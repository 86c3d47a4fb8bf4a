//! MoonPay provider (secondary tier)
//!
//! MoonPay is an on-ramp, not a market data source. Its currency listing is
//! repurposed as a degraded quote source: names, codes and icons are real,
//! while numeric market fields are mapped best-effort and default to zero.

use crate::{
    config::ClientConfig,
    constants::USER_AGENT,
    error::ProviderError,
    provider::MarketDataProvider,
    providers::coingecko::check_status,
    types::{fallback_quotes, AssetQuote, SearchMatch},
};
use async_trait::async_trait;
use reqwest::Client;
use serde::de::DeserializeOwned;
use serde::Deserialize;

/// Currency entry from `/v3/currencies`
#[derive(Debug, Deserialize)]
#[serde(rename_all = "camelCase")]
struct MoonPayCurrency {
    code: String,
    name: String,
    #[serde(default, rename = "type")]
    kind: Option<String>,
    #[serde(default)]
    icon: Option<String>,
    #[serde(default)]
    price: Option<f64>,
    #[serde(default)]
    price_change_24h: Option<f64>,
    #[serde(default)]
    market_cap: Option<f64>,
    #[serde(default)]
    volume_24h: Option<f64>,
}

impl MoonPayCurrency {
    fn into_quote(self) -> AssetQuote {
        let code = self.code.to_lowercase();
        AssetQuote {
            id: id_for_code(&code),
            image: self.icon.unwrap_or_default(),
            current_price: self.price.unwrap_or(0.0),
            price_change_percentage_24h: self.price_change_24h.unwrap_or(0.0),
            market_cap: self.market_cap.unwrap_or(0.0),
            total_volume: self.volume_24h.unwrap_or(0.0),
            ..AssetQuote::new(String::new(), code, self.name)
        }
    }

    fn is_crypto(&self) -> bool {
        self.kind.as_deref().map_or(true, |k| k == "crypto")
    }
}

/// Maps a currency code to the CoinGecko-style identifier when known
fn id_for_code(code: &str) -> String {
    fallback_quotes()
        .into_iter()
        .find(|q| q.symbol == code)
        .map(|q| q.id)
        .unwrap_or_else(|| code.to_string())
}

/// Maps a CoinGecko-style identifier to a MoonPay currency code
fn code_for_id(id: &str) -> String {
    if let Some(quote) = fallback_quotes().into_iter().find(|q| q.id == id) {
        return quote.symbol;
    }
    KNOWN_CODES
        .iter()
        .find(|(known, _)| *known == id)
        .map(|(_, code)| code.to_string())
        .unwrap_or_else(|| id.to_string())
}

const KNOWN_CODES: &[(&str, &str)] = &[
    ("binancecoin", "bnb"),
    ("tether", "usdt"),
    ("usd-coin", "usdc"),
    ("ripple", "xrp"),
    ("dogecoin", "doge"),
    ("polkadot", "dot"),
    ("litecoin", "ltc"),
    ("matic-network", "matic"),
    ("avalanche-2", "avax"),
];

/// MoonPay currency-listing provider
pub struct MoonPayProvider {
    client: Client,
    base_url: String,
    api_key: Option<String>,
}

impl MoonPayProvider {
    /// Creates a new MoonPay provider
    pub fn new(config: &ClientConfig) -> Result<Self, ProviderError> {
        let client = Client::builder()
            .timeout(config.secondary_timeout)
            .user_agent(USER_AGENT)
            .build()
            .map_err(ProviderError::NetworkError)?;

        Ok(Self {
            client,
            base_url: config.moonpay_base_url.trim_end_matches('/').to_string(),
            api_key: config.moonpay_api_key.clone(),
        })
    }

    async fn get_json<T: DeserializeOwned>(
        &self,
        path: &str,
        query: &[(&str, &str)],
        subject: &str,
    ) -> Result<T, ProviderError> {
        let api_key = self
            .api_key
            .as_ref()
            .ok_or(ProviderError::UnsupportedOperation("moonpay (no API key)"))?;

        let url = format!("{}{}", self.base_url, path);
        tracing::debug!(url = %url, "Requesting MoonPay");

        let response = self
            .client
            .get(&url)
            .query(query)
            .header(reqwest::header::AUTHORIZATION, format!("Api-Key {}", api_key))
            .send()
            .await
            .map_err(ProviderError::from_request)?;
        let response = check_status(response, subject).await?;
        let text = response.text().await.map_err(ProviderError::from_request)?;

        serde_json::from_str(&text).map_err(|e| {
            ProviderError::InvalidResponse(format!(
                "Failed to parse MoonPay response: {}. Response: {}",
                e, text
            ))
        })
    }

    async fn list_currencies(&self, limit: usize) -> Result<Vec<MoonPayCurrency>, ProviderError> {
        let limit = limit.to_string();
        let currencies: Vec<MoonPayCurrency> = self
            .get_json(
                "/v3/currencies",
                &[("type", "crypto"), ("limit", limit.as_str()), ("sort", "market_cap")],
                "currencies",
            )
            .await?;

        Ok(currencies.into_iter().filter(|c| c.is_crypto()).collect())
    }
}

#[async_trait]
impl MarketDataProvider for MoonPayProvider {
    async fn fetch_markets(
        &self,
        _currency: &str,
        limit: usize,
    ) -> Result<Vec<AssetQuote>, ProviderError> {
        let mut quotes: Vec<AssetQuote> = self
            .list_currencies(limit)
            .await?
            .into_iter()
            .map(MoonPayCurrency::into_quote)
            .collect();

        if quotes.is_empty() {
            return Err(ProviderError::InvalidResponse(
                "No currencies returned from MoonPay".to_string(),
            ));
        }

        // Stable sort keeps MoonPay's order when caps are all zero
        quotes.sort_by(|a, b| {
            b.market_cap
                .partial_cmp(&a.market_cap)
                .unwrap_or(std::cmp::Ordering::Equal)
        });
        quotes.truncate(limit);
        for (rank, quote) in quotes.iter_mut().enumerate() {
            quote.market_cap_rank = Some(rank as u32 + 1);
        }

        Ok(quotes)
    }

    async fn fetch_asset(&self, id: &str, _currency: &str) -> Result<AssetQuote, ProviderError> {
        let code = code_for_id(id);
        let currency: MoonPayCurrency = self
            .get_json(&format!("/v3/currencies/{}", code), &[], id)
            .await?;

        let mut quote = currency.into_quote();
        quote.id = id.to_string();
        Ok(quote)
    }

    async fn search(&self, query: &str) -> Result<Vec<SearchMatch>, ProviderError> {
        let needle = query.to_lowercase();
        let matches = self
            .list_currencies(500)
            .await?
            .into_iter()
            .filter(|c| {
                c.code.to_lowercase().contains(&needle) || c.name.to_lowercase().contains(&needle)
            })
            .map(|c| {
                let code = c.code.to_lowercase();
                SearchMatch {
                    id: id_for_code(&code),
                    name: c.name,
                    symbol: code,
                    market_cap_rank: None,
                    thumb: c.icon,
                }
            })
            .collect();

        Ok(matches)
    }

    fn provider_name(&self) -> &'static str {
        "moonpay"
    }
}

**Work request:** Show every line of the material above in which "Option" is present.

**Result of the task:**
    kind: Option<String>,
    icon: Option<String>,
    price: Option<f64>,
    price_change_24h: Option<f64>,
    market_cap: Option<f64>,
    volume_24h: Option<f64>,
    api_key: Option<String>,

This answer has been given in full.